For many countries, unilateral reforms are the only effective way to reduce barriers to internal trade. However, multilateral and bilateral approaches – removing trade barriers in coordination with other countries – have two advantages over unilateral approaches. First, the economic benefits of international trade will be strengthened and strengthened if many countries or regions agree to remove trade barriers. By expanding markets, concerted trade liberalization enhances competition and specialization between countries, increasing efficiency and consumer incomes. Regional trade agreements are very difficult to conclude and claim when countries are more diverse. In the first two decades of the agreement, regional trade increased from about $290 billion in 1993 to more than $1 trillion in 2016. Critics are divided on the net impact on the U.S. economy, but some estimates put the net loss of domestic jobs at $15,000 a year as a result of the agreement. A definite prognosis is that international trade agreements will continue to be controversial. For many reasons, preferential access regimes for poor countries have proven to be ineffective in improving market access for these countries.

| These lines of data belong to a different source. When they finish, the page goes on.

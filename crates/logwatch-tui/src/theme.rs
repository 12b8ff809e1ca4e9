//! Neon palette and semantic styling for the TUI.
//!
//! Screens ask for a style by meaning (a severity, a triage status, a
//! container state) rather than picking palette colors themselves.

use ratatui::style::{Color, Modifier, Style};

use logwatch_api::{ContainerStatus, ErrorStatus, Severity};

use crate::action::NotificationLevel;

// ── Core Palette ──────────────────────────────────────────────────────

pub const ELECTRIC_PURPLE: Color = Color::Rgb(225, 53, 255); // #e135ff
pub const NEON_CYAN: Color = Color::Rgb(128, 255, 234); // #80ffea
pub const CORAL: Color = Color::Rgb(255, 106, 193); // #ff6ac1
pub const ELECTRIC_YELLOW: Color = Color::Rgb(241, 250, 140); // #f1fa8c
pub const SUCCESS_GREEN: Color = Color::Rgb(80, 250, 123); // #50fa7b
pub const ERROR_RED: Color = Color::Rgb(255, 99, 99); // #ff6363

// ── Extended Palette ──────────────────────────────────────────────────

pub const DIM_WHITE: Color = Color::Rgb(189, 193, 207); // #bdc1cf
pub const BORDER_GRAY: Color = Color::Rgb(98, 114, 164); // #6272a4
pub const BG_HIGHLIGHT: Color = Color::Rgb(40, 42, 54); // #282a36
pub const BG_DARK: Color = Color::Rgb(30, 31, 41); // #1e1f29
pub const LIGHT_BLUE: Color = Color::Rgb(139, 233, 253); // #8be9fd

/// Bar colors for the error-type breakdown.
pub const CHART_SERIES: &[Color] = &[
    NEON_CYAN,
    CORAL,
    ELECTRIC_PURPLE,
    SUCCESS_GREEN,
    ELECTRIC_YELLOW,
    LIGHT_BLUE,
];

// ── Semantic Styles ───────────────────────────────────────────────────

/// Title text for blocks/panels.
pub fn title_style() -> Style {
    Style::default().fg(NEON_CYAN).add_modifier(Modifier::BOLD)
}

/// Border for a focused panel.
pub fn border_focused() -> Style {
    Style::default().fg(ELECTRIC_PURPLE)
}

/// Border for an unfocused panel.
pub fn border_default() -> Style {
    Style::default().fg(BORDER_GRAY)
}

/// Table header row.
pub fn table_header() -> Style {
    Style::default()
        .fg(NEON_CYAN)
        .add_modifier(Modifier::BOLD | Modifier::UNDERLINED)
}

/// Normal table row text.
pub fn table_row() -> Style {
    Style::default().fg(DIM_WHITE)
}

/// Selected / highlighted table row.
pub fn table_selected() -> Style {
    Style::default()
        .fg(ELECTRIC_PURPLE)
        .bg(BG_HIGHLIGHT)
        .add_modifier(Modifier::BOLD)
}

/// Active tab in the tab bar.
pub fn tab_active() -> Style {
    Style::default()
        .fg(ELECTRIC_PURPLE)
        .add_modifier(Modifier::BOLD)
}

/// Inactive tab in the tab bar.
pub fn tab_inactive() -> Style {
    Style::default().fg(DIM_WHITE)
}

/// Placeholder text for empty panels.
pub fn empty_state() -> Style {
    Style::default().fg(BORDER_GRAY)
}

/// Key hint text (e.g., "q quit  ? help").
pub fn key_hint() -> Style {
    Style::default().fg(BORDER_GRAY)
}

/// Key hint key character.
pub fn key_hint_key() -> Style {
    Style::default().fg(NEON_CYAN).add_modifier(Modifier::BOLD)
}

/// Text cursor block shown in edit fields.
pub fn cursor() -> Style {
    Style::default().fg(NEON_CYAN)
}

// ── Monitor Data ──────────────────────────────────────────────────────

/// Severity cell. Unknown or missing severities stay muted.
pub fn severity(severity: Option<&Severity>) -> Style {
    let color = match severity {
        Some(Severity::Critical) => ERROR_RED,
        Some(Severity::Error) => ELECTRIC_YELLOW,
        Some(Severity::Warning) => NEON_CYAN,
        Some(Severity::Other(_)) | None => BORDER_GRAY,
    };
    Style::default().fg(color)
}

/// Triage status cell.
pub fn error_status(status: &ErrorStatus) -> Style {
    let color = match status {
        ErrorStatus::New => CORAL,
        ErrorStatus::Investigating => ELECTRIC_YELLOW,
        ErrorStatus::Resolved => SUCCESS_GREEN,
        ErrorStatus::Other(_) => BORDER_GRAY,
    };
    Style::default().fg(color)
}

/// Container state dot and label.
pub fn container_state(status: ContainerStatus) -> Style {
    let color = match status {
        ContainerStatus::Running => SUCCESS_GREEN,
        ContainerStatus::Exited | ContainerStatus::Dead => ERROR_RED,
        ContainerStatus::Paused | ContainerStatus::Restarting => ELECTRIC_YELLOW,
        ContainerStatus::Created => NEON_CYAN,
        ContainerStatus::Removing | ContainerStatus::Other => BORDER_GRAY,
    };
    Style::default().fg(color)
}

/// Container-name column, shared by every table that lists errors.
pub fn container_name() -> Style {
    Style::default().fg(CORAL)
}

/// Toast border color and icon.
pub fn notification(level: NotificationLevel) -> (Style, &'static str) {
    match level {
        NotificationLevel::Success => (Style::default().fg(SUCCESS_GREEN), "✓"),
        NotificationLevel::Error => (Style::default().fg(ERROR_RED), "✗"),
    }
}
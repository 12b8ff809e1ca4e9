//! Background fetches and mutations against the monitor API.
//!
//! Each loader bumps its resource's generation, spawns a task, and reports
//! back through the action channel. Failures are logged here; the app
//! decides whether they also raise a toast.

use std::future::Future;
use std::sync::Arc;
use std::sync::atomic::{AtomicUsize, Ordering};

use tracing::{debug, warn};

use logwatch_api::{ApiClient, ErrorStatus};

use super::App;
use crate::action::{Action, Loaded, Notification, Resource};

/// Counts a running fetch for the status-bar spinner until dropped.
struct InFlight(Arc<AtomicUsize>);

impl InFlight {
    fn new(counter: &Arc<AtomicUsize>) -> Self {
        counter.fetch_add(1, Ordering::Relaxed);
        Self(Arc::clone(counter))
    }
}

impl Drop for InFlight {
    fn drop(&mut self) {
        self.0.fetch_sub(1, Ordering::Relaxed);
    }
}

impl App {
    /// Spawn `fetch` as the newest request for `resource`. Its result
    /// comes back as `Loaded` or `RequestFailed` tagged with the request id.
    fn spawn_fetch<F, Fut>(&mut self, resource: Resource, fetch: F)
    where
        F: FnOnce(ApiClient) -> Fut + Send + 'static,
        Fut: Future<Output = Result<Loaded, logwatch_api::Error>> + Send + 'static,
    {
        let req = self.requests.begin(resource);
        let client = self.client.clone();
        let tx = self.action_tx.clone();
        let guard = InFlight::new(&self.in_flight);

        tokio::spawn(async move {
            let _guard = guard;
            let action = match fetch(client).await {
                Ok(loaded) => Action::Loaded(req, loaded),
                Err(e) => {
                    warn!(
                        error = %e,
                        ?resource,
                        http_status = ?e.status(),
                        transient = e.is_transient(),
                        "fetch failed"
                    );
                    Action::RequestFailed(req)
                }
            };
            let _ = tx.send(action);
        });
    }

    /// Fetch `page` of the error list with the current filters.
    pub(super) fn load_errors(&mut self, page: u32) {
        let query = self.filters.to_query(page, self.settings.page_size);
        debug!(page, ?query, "loading errors");
        self.spawn_fetch(Resource::ErrorList, move |client| async move {
            let data = client.list_errors(&query).await?;
            Ok(Loaded::Errors { page, data })
        });
    }

    /// Refresh the container filter options from the aggregate stats.
    pub(super) fn load_filter_options(&mut self) {
        self.spawn_fetch(Resource::FilterOptions, |client| async move {
            let stats = client.get_stats().await?;
            Ok(Loaded::FilterOptions(stats.containers))
        });
    }

    /// Stats cards and charts, plus the monitor header.
    pub(super) fn load_dashboard(&mut self) {
        self.spawn_fetch(Resource::Stats, |client| async move {
            let stats = client.get_stats().await?;
            Ok(Loaded::Stats(Box::new(stats)))
        });
        self.spawn_fetch(Resource::MonitorStatus, |client| async move {
            Ok(Loaded::MonitorStatus(client.monitor_status().await?))
        });
    }

    pub(super) fn load_recent_errors(&mut self) {
        let limit = self.settings.recent_errors;
        self.spawn_fetch(Resource::RecentErrors, move |client| async move {
            Ok(Loaded::RecentErrors(client.list_recent_errors(limit).await?))
        });
    }

    pub(super) fn load_containers(&mut self) {
        self.spawn_fetch(Resource::Containers, |client| async move {
            Ok(Loaded::Containers(client.list_containers().await?))
        });
    }

    pub(super) fn load_config(&mut self) {
        self.spawn_fetch(Resource::Config, |client| async move {
            Ok(Loaded::Config(client.get_config().await?))
        });
    }

    pub(super) fn show_error_detail(&mut self, id: i64) {
        self.spawn_fetch(Resource::ErrorDetail, move |client| async move {
            let record = client.get_error(id).await?;
            Ok(Loaded::ErrorDetail(Box::new(record)))
        });
    }

    pub(super) fn show_container_logs(&mut self, id: String, name: String) {
        self.spawn_fetch(Resource::ContainerLogs, move |client| async move {
            let logs = client.container_logs(&id).await?;
            Ok(Loaded::ContainerLogs { name, logs })
        });
    }

    // ── Mutations ─────────────────────────────────────────────────────

    /// Persist a status change. Success re-fetches the list; failure only
    /// notifies, leaving the modal's selector as the user set it.
    pub(super) fn update_error_status(&self, id: i64, status: ErrorStatus) {
        let client = self.client.clone();
        let tx = self.action_tx.clone();
        let guard = InFlight::new(&self.in_flight);

        tokio::spawn(async move {
            let _guard = guard;
            let action = match client.update_error_status(id, status.clone()).await {
                Ok(()) => Action::ErrorStatusUpdated { id, status },
                Err(e) => {
                    warn!(
                        error = %e,
                        id,
                        %status,
                        transient = e.is_transient(),
                        "status update failed"
                    );
                    Action::Notify(Notification::error(status_failure_message(id, &e)))
                }
            };
            let _ = tx.send(action);
        });
    }

    /// Write the already-parsed config. The editor keeps its text either way.
    pub(super) fn save_config(&self, config: serde_json::Value) {
        let client = self.client.clone();
        let tx = self.action_tx.clone();
        let guard = InFlight::new(&self.in_flight);

        tokio::spawn(async move {
            let _guard = guard;
            let notification = match client.update_config(config).await {
                Ok(()) => Notification::success("Configuration saved"),
                Err(e) => {
                    warn!(error = %e, http_status = ?e.status(), "config save failed");
                    Notification::error(format!("Failed to save config: {e}"))
                }
            };
            let _ = tx.send(Action::Notify(notification));
        });
    }
}

/// Toast for a failed status change. A record deleted on the backend
/// since the list was fetched gets its own wording.
fn status_failure_message(id: i64, error: &logwatch_api::Error) -> String {
    if error.is_not_found() {
        format!("Error #{id} no longer exists")
    } else {
        format!("Failed to update error #{id}")
    }
}
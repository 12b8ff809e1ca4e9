//! Application core: the event loop and action dispatch.

mod loaders;

use std::collections::HashMap;
use std::sync::Arc;
use std::sync::atomic::{AtomicUsize, Ordering};
use std::time::{Duration, Instant};

use color_eyre::eyre::Result;
use crossterm::event::{KeyCode, KeyEvent, KeyModifiers};
use ratatui::{
    Frame,
    layout::{Constraint, Layout, Rect},
    style::Style,
    text::{Line, Span},
    widgets::{Block, BorderType, Borders, Clear, Paragraph, Tabs},
};
use throbber_widgets_tui::{Throbber, ThrobberState};
use tokio::sync::mpsc;
use tokio_util::sync::CancellationToken;
use tracing::{debug, info, warn};

use logwatch_api::ApiClient;

use crate::action::{Action, Loaded, Notification, Resource};
use crate::component::Component;
use crate::event::{Event, EventRates, EventReader};
use crate::modal::Modal;
use crate::refresh::spawn_refresh_timer;
use crate::screen::ScreenId;
use crate::screens::create_screens;
use crate::state::{FilterState, RequestTracker};
use crate::theme;
use crate::tui::Tui;
use crate::widgets::centered_rect;
use crate::widgets::pagination::Pagination;

/// How long a toast stays on screen.
const NOTIFICATION_TTL: Duration = Duration::from_secs(3);

/// Toast expiry and throbber speed.
const TICK_RATE: Duration = Duration::from_millis(250);

/// Dashboard behavior resolved from the config file and CLI flags.
#[derive(Debug, Clone, Copy, PartialEq, Eq)]
pub struct Settings {
    pub page_size: u32,
    pub recent_errors: u32,
    pub refresh_interval: Duration,
    pub tick_rate: Duration,
    pub render_rate: Duration,
}

impl Default for Settings {
    fn default() -> Self {
        Self::from(&logwatch_config::Config::default())
    }
}

impl From<&logwatch_config::Config> for Settings {
    fn from(cfg: &logwatch_config::Config) -> Self {
        Self {
            page_size: cfg.dashboard.page_size,
            recent_errors: cfg.dashboard.recent_errors,
            refresh_interval: cfg.refresh_interval(),
            tick_rate: TICK_RATE,
            render_rate: cfg.render_interval(),
        }
    }
}

impl Settings {
    fn event_rates(&self) -> EventRates {
        EventRates {
            tick: self.tick_rate,
            render: self.render_rate,
        }
    }
}

/// Top-level application state and event loop.
pub struct App {
    /// Current active screen.
    active_screen: ScreenId,
    /// Previous screen for GoBack.
    previous_screen: Option<ScreenId>,
    /// All screen components, keyed by ScreenId.
    screens: HashMap<ScreenId, Box<dyn Component>>,
    /// Whether the app should keep running.
    running: bool,
    /// Help overlay visibility.
    help_visible: bool,
    /// Action sender. Components and fetch tasks dispatch through this.
    action_tx: mpsc::UnboundedSender<Action>,
    /// Action receiver, drained by the main loop.
    action_rx: mpsc::UnboundedReceiver<Action>,
    /// Backend API handle, cloned into every fetch task.
    client: ApiClient,
    settings: Settings,
    /// Filters every error-list fetch reads.
    filters: FilterState,
    /// Position of the last applied error-list page.
    pagination: Pagination,
    /// Per-resource generations; stale responses are dropped.
    requests: RequestTracker,
    /// Number of fetch tasks still running, for the status-bar spinner.
    in_flight: Arc<AtomicUsize>,
    /// Detail or logs overlay (blocks other input while open).
    modal: Option<Modal>,
    /// Active notification toast with display timestamp.
    notification: Option<(Notification, Instant)>,
    /// Stops the background refresh timer.
    refresh_cancel: CancellationToken,
    throbber_state: ThrobberState,
}
//! Screen implementations. Each screen is a top-level Component.

pub mod config;
pub mod containers;
pub mod dashboard;
pub mod errors;

use crate::component::Component;
use crate::screen::ScreenId;

/// Create one component per tab-bar screen.
pub fn create_screens() -> Vec<(ScreenId, Box<dyn Component>)> {
    vec![
        (
            ScreenId::Dashboard,
            Box::new(dashboard::DashboardScreen::new()),
        ),
        (ScreenId::Errors, Box::new(errors::ErrorsScreen::new())),
        (
            ScreenId::Containers,
            Box::new(containers::ContainersScreen::new()),
        ),
        (ScreenId::Config, Box::new(config::ConfigScreen::new())),
    ]
}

Such regulations often exclude particularly protected products, which are of greatest interest to exporters in the poorest countries, or offer less generous benefits. They are often complex, opaque and subject to various exceptions and conditions (including non-economic conditions) that limit or terminate benefits as soon as significant market access is reached. While free trade is generally beneficial, removing a trade barrier to a given asset harms shareholders and workers in the domestic industry that produces that good. Some groups that are aggrieved by foreign competition have sufficient political power to protect themselves from imports. As a result, despite their considerable economic costs, trade barriers continue to exist. For example, according to the U.S. International Trade Commission, the U.S. benefit from lifting trade restrictions on textiles and clothing would have been nearly $12 billion in 2002. This is a net economic benefit after deducting losses suffered by businesses and workers in the domestic industry. Nevertheless, local textile producers were able to convince Congress to maintain strict import restrictions. Founded in 1973, the Caribbean Economic Community (Caricom) has 14 Caribbean countries.
Caricom has also signed free trade agreements with Mexico, Colombia and Venezuela. In August 1995, 25 countries in the Caribbean Basin founded the Association of Caribbean States (CSC) to create a free trade area. If the President of the United States is able to negotiate with other fast-track countries, a strong signal will be sent that the United States is committed to promoting global economic stability through trade. It is also a statement on how we will behave as a nation in the new post-Cold War era.